Hawke. She remembered the first time she had heard his name. It was from her superior, Colonel Sir Stephenson McLean, that strutting monocled South Vandalian backcountry squire. He tried to play the high-class landowner, as if he were one of the Black aristocrats that decorated the society of the confederation's capital, rather than just an upper-class bumpkin with an interest in fly-fishing. The 10th/12th South Vandalia Borderers was not the most fashionable of regiments, after all; it had formerly been two very unfashionable regiments, which clearly said something about how Headquarters looked at it.

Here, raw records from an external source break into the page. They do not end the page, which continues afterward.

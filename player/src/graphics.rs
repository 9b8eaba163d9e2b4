//! wgpu presentation of the visible canvas
//!
//! The canvas is rasterised on the CPU. Each frame its RGBA bytes are
//! uploaded into one texture and blitted to the window surface, letterboxed
//! to keep the canvas aspect ratio.

use std::sync::Arc;

use anyhow::{Context, Result};
use paintwar_core::Canvas2d;
use winit::window::Window;

/// Presents a fixed-size canvas to a window surface
pub struct CanvasPresenter {
    device: wgpu::Device,
    queue: wgpu::Queue,
    surface: wgpu::Surface<'static>,
    surface_config: wgpu::SurfaceConfiguration,
    canvas_texture: wgpu::Texture,
    canvas_size: (u32, u32),
    blit_pipeline: wgpu::RenderPipeline,
    blit_bind_group: wgpu::BindGroup,
}

impl CanvasPresenter {
    /// Create graphics context for the given window.
    pub fn new(window: Arc<Window>, canvas_width: u32, canvas_height: u32, vsync: bool) -> Result<Self> {
        let instance = wgpu::Instance::new(&wgpu::InstanceDescriptor {
            backends: wgpu::Backends::all(),
            ..Default::default()
        });

        let surface = instance
            .create_surface(window.clone())
            .context("Failed to create surface")?;

        let adapter = pollster::block_on(instance.request_adapter(&wgpu::RequestAdapterOptions {
            power_preference: wgpu::PowerPreference::LowPower,
            compatible_surface: Some(&surface),
            force_fallback_adapter: false,
        }))
        .context("Failed to find suitable GPU adapter")?;

        let (device, queue) = pollster::block_on(adapter.request_device(&wgpu::DeviceDescriptor {
            label: Some("Player Device"),
            required_features: wgpu::Features::empty(),
            required_limits: wgpu::Limits::default(),
            memory_hints: wgpu::MemoryHints::Performance,
            experimental_features: Default::default(),
            trace: wgpu::Trace::Off,
        }))
        .context("Failed to create GPU device")?;

        let size = window.inner_size();
        let surface_caps = surface.get_capabilities(&adapter);
        let surface_format = surface_caps
            .formats
            .iter()
            .find(|f| f.is_srgb())
            .copied()
            .or_else(|| surface_caps.formats.first().copied())
            .context("Surface reports no supported formats")?;
        let alpha_mode = surface_caps
            .alpha_modes
            .first()
            .copied()
            .unwrap_or(wgpu::CompositeAlphaMode::Auto);

        let surface_config = wgpu::SurfaceConfiguration {
            usage: wgpu::TextureUsages::RENDER_ATTACHMENT,
            format: surface_format,
            width: size.width.max(1),
            height: size.height.max(1),
            present_mode: if vsync {
                wgpu::PresentMode::AutoVsync
            } else {
                wgpu::PresentMode::AutoNoVsync
            },
            alpha_mode,
            view_formats: vec![],
            desired_maximum_frame_latency: 2,
        };

        surface.configure(&device, &surface_config);

        let canvas_texture = device.create_texture(&wgpu::TextureDescriptor {
            label: Some("Canvas Texture"),
            size: wgpu::Extent3d {
                width: canvas_width,
                height: canvas_height,
                depth_or_array_layers: 1,
            },
            mip_level_count: 1,
            sample_count: 1,
            dimension: wgpu::TextureDimension::D2,
            format: wgpu::TextureFormat::Rgba8UnormSrgb,
            usage: wgpu::TextureUsages::TEXTURE_BINDING | wgpu::TextureUsages::COPY_DST,
            view_formats: &[],
        });
        let canvas_view = canvas_texture.create_view(&wgpu::TextureViewDescriptor::default());

        let (blit_pipeline, blit_bind_group) =
            create_blit_pipeline(&device, surface_format, &canvas_view);

        tracing::info!(
            "Player graphics initialized: {}x{} surface, {}x{} canvas, format: {:?}",
            surface_config.width,
            surface_config.height,
            canvas_width,
            canvas_height,
            surface_format
        );

        Ok(Self {
            device,
            queue,
            surface,
            surface_config,
            canvas_texture,
            canvas_size: (canvas_width, canvas_height),
            blit_pipeline,
            blit_bind_group,
        })
    }

    /// Resize the surface.
    pub fn resize(&mut self, width: u32, height: u32) {
        if width > 0 && height > 0 {
            self.surface_config.width = width;
            self.surface_config.height = height;
            self.surface.configure(&self.device, &self.surface_config);
            tracing::debug!("Player surface resized to {}x{}", width, height);
        }
    }

    /// Upload the canvas and present it
    pub fn present(&mut self, canvas: &Canvas2d) -> Result<()> {
        let (width, height) = self.canvas_size;
        if (canvas.width(), canvas.height()) != self.canvas_size {
            anyhow::bail!(
                "canvas is {}x{}, presenter expects {}x{}",
                canvas.width(),
                canvas.height(),
                width,
                height
            );
        }

        self.queue.write_texture(
            wgpu::TexelCopyTextureInfo {
                texture: &self.canvas_texture,
                mip_level: 0,
                origin: wgpu::Origin3d::ZERO,
                aspect: wgpu::TextureAspect::All,
            },
            canvas.as_rgba(),
            wgpu::TexelCopyBufferLayout {
                offset: 0,
                bytes_per_row: Some(4 * width),
                rows_per_image: Some(height),
            },
            wgpu::Extent3d {
                width,
                height,
                depth_or_array_layers: 1,
            },
        );

        let frame = match self.surface.get_current_texture() {
            Ok(frame) => frame,
            Err(wgpu::SurfaceError::Lost | wgpu::SurfaceError::Outdated) => {
                self.surface.configure(&self.device, &self.surface_config);
                return Ok(());
            }
            Err(wgpu::SurfaceError::Timeout) => {
                tracing::debug!("Surface texture timed out, skipping frame");
                return Ok(());
            }
            Err(e) => return Err(anyhow::anyhow!("Failed to acquire surface texture: {}", e)),
        };
        let view = frame
            .texture
            .create_view(&wgpu::TextureViewDescriptor::default());

        let mut encoder = self
            .device
            .create_command_encoder(&wgpu::CommandEncoderDescriptor {
                label: Some("Canvas Blit Encoder"),
            });

        {
            let mut blit_pass = encoder.begin_render_pass(&wgpu::RenderPassDescriptor {
                label: Some("Blit Pass"),
                color_attachments: &[Some(wgpu::RenderPassColorAttachment {
                    view: &view,
                    resolve_target: None,
                    ops: wgpu::Operations {
                        load: wgpu::LoadOp::Clear(wgpu::Color::BLACK),
                        store: wgpu::StoreOp::Store,
                    },
                    depth_slice: None,
                })],
                depth_stencil_attachment: None,
                timestamp_writes: None,
                occlusion_query_set: None,
            });
            blit_pass.set_pipeline(&self.blit_pipeline);
            blit_pass.set_bind_group(0, &self.blit_bind_group, &[]);

            let viewport = fit_viewport(
                self.canvas_size,
                (self.surface_config.width, self.surface_config.height),
            );
            blit_pass.set_viewport(
                viewport.x,
                viewport.y,
                viewport.width,
                viewport.height,
                0.0,
                1.0,
            );
            blit_pass.draw(0..3, 0..1);
        }

        self.queue.submit(std::iter::once(encoder.finish()));
        frame.present();
        Ok(())
    }
}

/// Destination rectangle on the surface, in physical pixels
#[derive(Debug, Clone, Copy, PartialEq)]
pub struct Viewport {
    pub x: f32,
    pub y: f32,
    pub width: f32,
    pub height: f32,
}

/// Largest centred rectangle with the canvas aspect ratio.
///
/// Prefers integer scales so pixels stay square; falls back to a fractional
/// fit when the surface is smaller than the canvas.
pub fn fit_viewport(canvas: (u32, u32), surface: (u32, u32)) -> Viewport {
    let (cw, ch) = (canvas.0.max(1) as f32, canvas.1.max(1) as f32);
    let (sw, sh) = (surface.0 as f32, surface.1 as f32);

    let fit = (sw / cw).min(sh / ch);
    let scale = if fit >= 1.0 { fit.floor() } else { fit };

    let width = cw * scale;
    let height = ch * scale;
    Viewport {
        x: ((sw - width) / 2.0).floor(),
        y: ((sh - height) / 2.0).floor(),
        width,
        height,
    }
}

fn create_blit_pipeline(
    device: &wgpu::Device,
    surface_format: wgpu::TextureFormat,
    canvas_view: &wgpu::TextureView,
) -> (wgpu::RenderPipeline, wgpu::BindGroup) {
    // Nearest neighbor for pixel-perfect scaling
    let sampler = device.create_sampler(&wgpu::SamplerDescriptor {
        label: Some("Blit Sampler"),
        address_mode_u: wgpu::AddressMode::ClampToEdge,
        address_mode_v: wgpu::AddressMode::ClampToEdge,
        address_mode_w: wgpu::AddressMode::ClampToEdge,
        mag_filter: wgpu::FilterMode::Nearest,
        min_filter: wgpu::FilterMode::Nearest,
        mipmap_filter: wgpu::FilterMode::Nearest,
        ..Default::default()
    });

    let shader = device.create_shader_module(wgpu::ShaderModuleDescriptor {
        label: Some("Blit Shader"),
        source: wgpu::ShaderSource::Wgsl(include_str!("../shaders/blit.wgsl").into()),
    });

    let bind_group_layout = device.create_bind_group_layout(&wgpu::BindGroupLayoutDescriptor {
        label: Some("Blit Bind Group Layout"),
        entries: &[
            // Canvas texture
            wgpu::BindGroupLayoutEntry {
                binding: 0,
                visibility: wgpu::ShaderStages::FRAGMENT,
                ty: wgpu::BindingType::Texture {
                    sample_type: wgpu::TextureSampleType::Float { filterable: true },
                    view_dimension: wgpu::TextureViewDimension::D2,
                    multisampled: false,
                },
                count: None,
            },
            // Sampler
            wgpu::BindGroupLayoutEntry {
                binding: 1,
                visibility: wgpu::ShaderStages::FRAGMENT,
                ty: wgpu::BindingType::Sampler(wgpu::SamplerBindingType::Filtering),
                count: None,
            },
        ],
    });

    let bind_group = device.create_bind_group(&wgpu::BindGroupDescriptor {
        label: Some("Blit Bind Group"),
        layout: &bind_group_layout,
        entries: &[
            wgpu::BindGroupEntry {
                binding: 0,
                resource: wgpu::BindingResource::TextureView(canvas_view),
            },
            wgpu::BindGroupEntry {
                binding: 1,
                resource: wgpu::BindingResource::Sampler(&sampler),
            },
        ],
    });

    let pipeline_layout = device.create_pipeline_layout(&wgpu::PipelineLayoutDescriptor {
        label: Some("Blit Pipeline Layout"),
        bind_group_layouts: &[&bind_group_layout],
        push_constant_ranges: &[],
    });

    let pipeline = device.create_render_pipeline(&wgpu::RenderPipelineDescriptor {
        label: Some("Blit Pipeline"),
        layout: Some(&pipeline_layout),
        vertex: wgpu::VertexState {
            module: &shader,
            entry_point: Some("vs_main"),
            buffers: &[],
            compilation_options: Default::default(),
        },
        fragment: Some(wgpu::FragmentState {
            module: &shader,
            entry_point: Some("fs_main"),
            targets: &[Some(wgpu::ColorTargetState {
                format: surface_format,
                blend: None,
                write_mask: wgpu::ColorWrites::ALL,
            })],
            compilation_options: Default::default(),
        }),
        primitive: wgpu::PrimitiveState {
            topology: wgpu::PrimitiveTopology::TriangleList,
            strip_index_format: None,
            front_face: wgpu::FrontFace::Ccw,
            cull_mode: None,
            unclipped_depth: false,
            polygon_mode: wgpu::PolygonMode::Fill,
            conservative: false,
        },
        depth_stencil: None,
        multisample: wgpu::MultisampleState {
            count: 1,
            mask: !0,
            alpha_to_coverage_enabled: false,
        },
        multiview: None,
        cache: None,
    });

    (pipeline, bind_group)
}
//! spendlens-core: domain types shared by the statement pipeline

pub mod category;
pub mod summary;
pub mod transaction;

pub use category::Category;
pub use summary::{CategorizedSummary, CategoryTotal};
pub use transaction::{Transaction, TransactionKey};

Sir Stephenson was an absentee commander; maybe he knew to step aside when the experts ran the place, or maybe he just didn't want to admit he didn't belong in their closed fraternal society. The old linear chain of command had much context in the signals unit. The corporals, the sergeants, even the privates sometimes knew their way around the electrics better than herself or any of the ranking officers. Sometimes she wondered if she was being deluded, every time that spectacle-wearing little shrimp Corporal Burghoff shoved another set of paperwork in her face to initial and sign. She didn't trust Walter Burghoff for a moment. Creepy little man.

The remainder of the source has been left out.